Jazz Trumpeter Eric Jacobson on the Language of Improvisation
For some people, jazz is life. Trumpeter Eric Jacobson is one of those people.
Locals may know him as part of the Wisconsin Conservatory’s jazz sextet We Six, and as a regular with Latin jazz band De La Buena. But Jacobson has also performed nationally with the likes of Grammy winners Brian Lynch, Benny Golson and Tito Puente, Jr. He's produced two live albums and a studio album, with an additional studio album Discover coming out soon.
In addition to gigging, Jacobson is in charge of booking local and national acts for the newly renovated Jazz Estate on the east side, and he runs Conservatory jazz combos and teaches. He comes from a family of trumpeters and started playing when he was in third grade. But it was seeing live jazz that really impressed him.
"One of the main reasons why I'm playing music is actually going out and seeing a trumpet player by the name of Dizzy Gillespie. I got to see him when I was in sixth grade, and it changed my life. I can remember telling my parents, 'that's what I want to do!' watching him play," he recalls.

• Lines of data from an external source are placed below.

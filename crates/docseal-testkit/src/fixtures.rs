//! Test fixtures and helpers.
//!
//! Common setup code for pipeline tests. A [`TestRig`] wires one
//! in-process key network and one in-memory gateway to as many pipelines
//! as a test needs; parties built from the same rig share the network
//! sealing key, so a document sealed by one party opens for another
//! whenever the policy admits it.

use std::sync::Arc;

use docseal::{Pipeline, PipelineConfig};
use docseal_core::WalletSigner;
use docseal_keynet::StubNetwork;
use docseal_store::MemoryGateway;
use rand::RngCore;

/// A pipeline wired to the rig's shared network and gateway.
pub type RigPipeline = Pipeline<Arc<StubNetwork>, Arc<MemoryGateway>>;

/// A test rig with a shared key network and gateway.
pub struct TestRig {
    network: Arc<StubNetwork>,
    gateway: Arc<MemoryGateway>,
}

impl TestRig {
    /// Create a new rig with random network keys.
    pub fn new() -> Self {
        Self::from_network(StubNetwork::new())
    }

    /// Create with deterministic network keys from a seed.
    ///
    /// Rigs built from the same seed accept each other's ciphertexts.
    pub fn with_seed(seed: [u8; 32]) -> Self {
        Self::from_network(StubNetwork::with_seed(seed))
    }

    /// Create around a preconfigured network.
    pub fn from_network(network: StubNetwork) -> Self {
        Self {
            network: Arc::new(network),
            gateway: Arc::new(MemoryGateway::new()),
        }
    }

    /// The shared key network.
    pub fn network(&self) -> &Arc<StubNetwork> {
        &self.network
    }

    /// The shared gateway.
    pub fn gateway(&self) -> &Arc<MemoryGateway> {
        &self.gateway
    }

    /// A pipeline for one party, from raw signing-key material.
    pub fn pipeline(&self, signing_key: impl Into<String>) -> RigPipeline {
        self.pipeline_with(PipelineConfig::default().with_signing_key(signing_key))
    }

    /// A pipeline with explicit configuration.
    pub fn pipeline_with(&self, config: PipelineConfig) -> RigPipeline {
        Pipeline::new(Arc::clone(&self.network), Arc::clone(&self.gateway), config)
    }

    /// A pipeline for the numbered party.
    ///
    /// The same index always yields the same wallet; [`party_signer`]
    /// gives the matching signer.
    pub fn party(&self, index: u8) -> RigPipeline {
        self.pipeline(party_key(index))
    }
}

impl Default for TestRig {
    fn default() -> Self {
        Self::new()
    }
}

/// Hex signing-key material for the numbered party wallet.
pub fn party_key(index: u8) -> String {
    hex::encode([index; 32])
}

/// The wallet signer behind [`party_key`].
pub fn party_signer(index: u8) -> WalletSigner {
    WalletSigner::from_seed(&[index; 32])
}

/// Create deterministic signers for multi-party tests.
pub fn multi_party_signers(count: usize) -> Vec<WalletSigner> {
    (0..count)
        .map(|i| {
            let mut seed = [0u8; 32];
            seed[0] = i as u8;
            WalletSigner::from_seed(&seed)
        })
        .collect()
}

/// Random document bytes of the given length.
pub fn random_document(len: usize) -> Vec<u8> {
    let mut bytes = vec![0u8; len];
    rand::thread_rng().fill_bytes(&mut bytes);
    bytes
}
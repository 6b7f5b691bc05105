//! # docseal core
//!
//! Pure data model for the docseal pipeline: wallet keys and addresses,
//! access-control policies, and the envelope format published to the
//! content gateway.
//!
//! This crate contains no I/O, no storage, no networking. It is pure
//! computation over cryptographic data structures.
//!
//! ## Key Types
//!
//! - [`WalletSigner`] - Ed25519 signing key parsed from configured material
//! - [`ChainAddress`] - 20-byte address derived from a wallet public key
//! - [`AccessPolicy`] - ordered condition list gating decryption
//! - [`EncryptedEnvelope`] - the JSON document published to the gateway
//! - [`ContentReference`] - opaque gateway transaction id

pub mod crypto;
pub mod envelope;
pub mod error;
pub mod policy;
pub mod signer;
pub mod types;

pub use crypto::{Blake3Hash, ChainAddress, WalletPublicKey, WalletSignature};
pub use envelope::EncryptedEnvelope;
pub use error::{ConfigError, CoreError};
pub use policy::{
    AccessControlCondition, AccessPolicy, Comparator, ReturnValueTest, CALLER_ADDRESS_PLACEHOLDER,
};
pub use signer::WalletSigner;
pub use types::{guess_content_type, ContentReference, DocumentMeta, Tag};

Over the years, Jacobson's dedication to practicing and undertaking tasks like transcribing and transposing the solos of artists like Gillespie and Charlie Parker, has helped him find his own voice.
"The ultimate goal is eventually being able to improvise and the sounds are you," he explains. "But, you have to start somewhere. You can't just pick up your horn and say 'I'm going to improvise!' and that's it. Just like when you were born, can you imagine saying 'No, I'm going to do my own language.' People help you learn the language that you're speaking."
He says practicing is essential to learn this language, and helps him balance two essential elements of improvisation: focusing and letting go. As he describes improvisation, "you're just going with the flow. [But also] your ears are listening to everything that's going on around you."
One caveat is avoiding over-thinking. "There are those moments when you're thinking too much, and that's usually when my story ends, right there," he notes. Ultimately, an improviser should have enough vocabulary and creative energy to keep that story going.
"[In jazz improvisation as in speaking] you could say the sentence so many times, and come across differently every time. Whether you're loud when you say it, or quiet, how you are articulate it. How slow you say it or how fast you say it. You can make it sound exciting. But it's the same sentence," he explains. "That's what I love about improvising because it seems to me that it's never ending, and that's a beautiful thing to me."
The Eric Jacobson Organ Quartet performs at the Jazz Estate, Friday May 12 from 8-11PM.